- Power type: Steam
- Builder: Koechlin
- Build date: 1858
- Total produced: 12
- Configuration:: ​
- • Whyte: 2-4-0
- Gauge: 1,435 mm (4 ft 8+1⁄2 in)
- Driver dia.: 1.5 metres
- Length: 8.402 metres
- Loco weight: 29.3 tonnes
- Fuel type: Coal
- Boiler pressure: 7 atmospheres, c. 100 psi
- Heating surface: 120.2 m^{2}
- Cylinders: 2
- Cylinder size: 420 x 610 mm

= Locomotives LVCI 79-90 =

LVCI 79-90 were a group of steam locomotives of the LVCI, a private company of Austria-Hungary.

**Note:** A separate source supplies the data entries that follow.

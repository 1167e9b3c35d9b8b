//! The conversational assistant.

use hf_config::TransmissionScope;
use hf_core::entities::ChatMessage;
use hf_gateway::AiGateway;

/// Opening model turn of every conversation.
pub const GREETING: &str =
    "Olá! Sou o EletroBot. Qual eletrodoméstico está te dando dor de cabeça hoje?";

/// Model turn appended when the gateway fails.
pub const FALLBACK_REPLY: &str =
    "Desculpe, tive um problema técnico na minha placa lógica. Pode repetir?";

/// Owns one conversation. History lives only as long as the assistant.
pub struct ChatAssistant<G> {
    gateway: G,
    scope: TransmissionScope,
    history: Vec<ChatMessage>,
}

impl<G: AiGateway> ChatAssistant<G> {
    pub fn new(gateway: G, scope: TransmissionScope) -> Self {
        Self {
            gateway,
            scope,
            history: vec![ChatMessage::model(GREETING)],
        }
    }

    pub fn history(&self) -> &[ChatMessage] {
        &self.history
    }

    pub const fn gateway(&self) -> &G {
        &self.gateway
    }

    pub const fn scope(&self) -> TransmissionScope {
        self.scope
    }

    /// Append `text` as a user turn and the assistant's answer as a model turn,
    /// returning the model turn. A gateway failure is logged and answered with
    /// [`FALLBACK_REPLY`].
    ///
    /// Blank input is ignored and yields `None` with the history untouched.
    pub async fn send(&mut self, text: &str) -> Option<&ChatMessage> {
        let text = text.trim();
        if text.is_empty() {
            return None;
        }
        self.history.push(ChatMessage::user(text));

        let reply = match self.gateway.chat(&self.history, self.scope).await {
            Ok(reply) => reply,
            Err(e) => {
                tracing::warn!(error = %e, scope = %self.scope, "chat reply failed");
                FALLBACK_REPLY.to_string()
            }
        };
        self.history.push(ChatMessage::model(reply));
        self.history.last()
    }

    /// Drop the conversation back to the greeting.
    pub fn reset(&mut self) {
        self.history.truncate(1);
    }
}
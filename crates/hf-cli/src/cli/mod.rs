use clap::Parser;

pub mod global;
pub mod root_commands;
pub mod subcommands;

pub use global::{GlobalFlags, OutputFormat};
pub use root_commands::Commands;

/// `homefix [FLAGS] <COMMAND>`; every flag is accepted on either side of the command.
#[derive(Debug, Parser)]
#[command(
    name = "homefix",
    version,
    about = "Appliance fault diagnosis and a directory of repair technicians"
)]
pub struct Cli {
    #[command(subcommand)]
    pub command: Commands,

    /// How results are printed
    #[arg(short, long, global = true, value_enum, default_value_t = OutputFormat::Table)]
    pub format: OutputFormat,

    /// Only print results and errors
    #[arg(short, long, global = true, conflicts_with = "verbose")]
    pub quiet: bool,

    /// Log at debug level to stderr
    #[arg(short, long, global = true)]
    pub verbose: bool,

    /// Directory holding .homefix (searched upward from cwd when omitted)
    #[arg(short, long, global = true, value_name = "DIR")]
    pub project: Option<String>,
}

impl Cli {
    #[must_use]
    pub fn global_flags(&self) -> GlobalFlags {
        let Self {
            format,
            quiet,
            verbose,
            project,
            ..
        } = self;
        GlobalFlags {
            format: *format,
            quiet: *quiet,
            verbose: *verbose,
            project: project.clone(),
        }
    }
}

The 12 Locomotives were supplied by Koechlin in 1858. They were very similar to LCVI 51–60.

==Names==
The locomotives were named: Paisiello, Ariosto, Tasso, Petrarca, Raffaello, Michelangelo, Giotto, Cimabue, Bramante, Torricelli, Oriani, Cavalli.

==Ownership changes==
The Südbahn took 10 of these 12 Locomotives, calling them Group SB 5. The "Ariosto" and "Raffaello" remained with the LVCI. They later became SFAI 381–382, RM 2019-2020 and FS 1181–1182.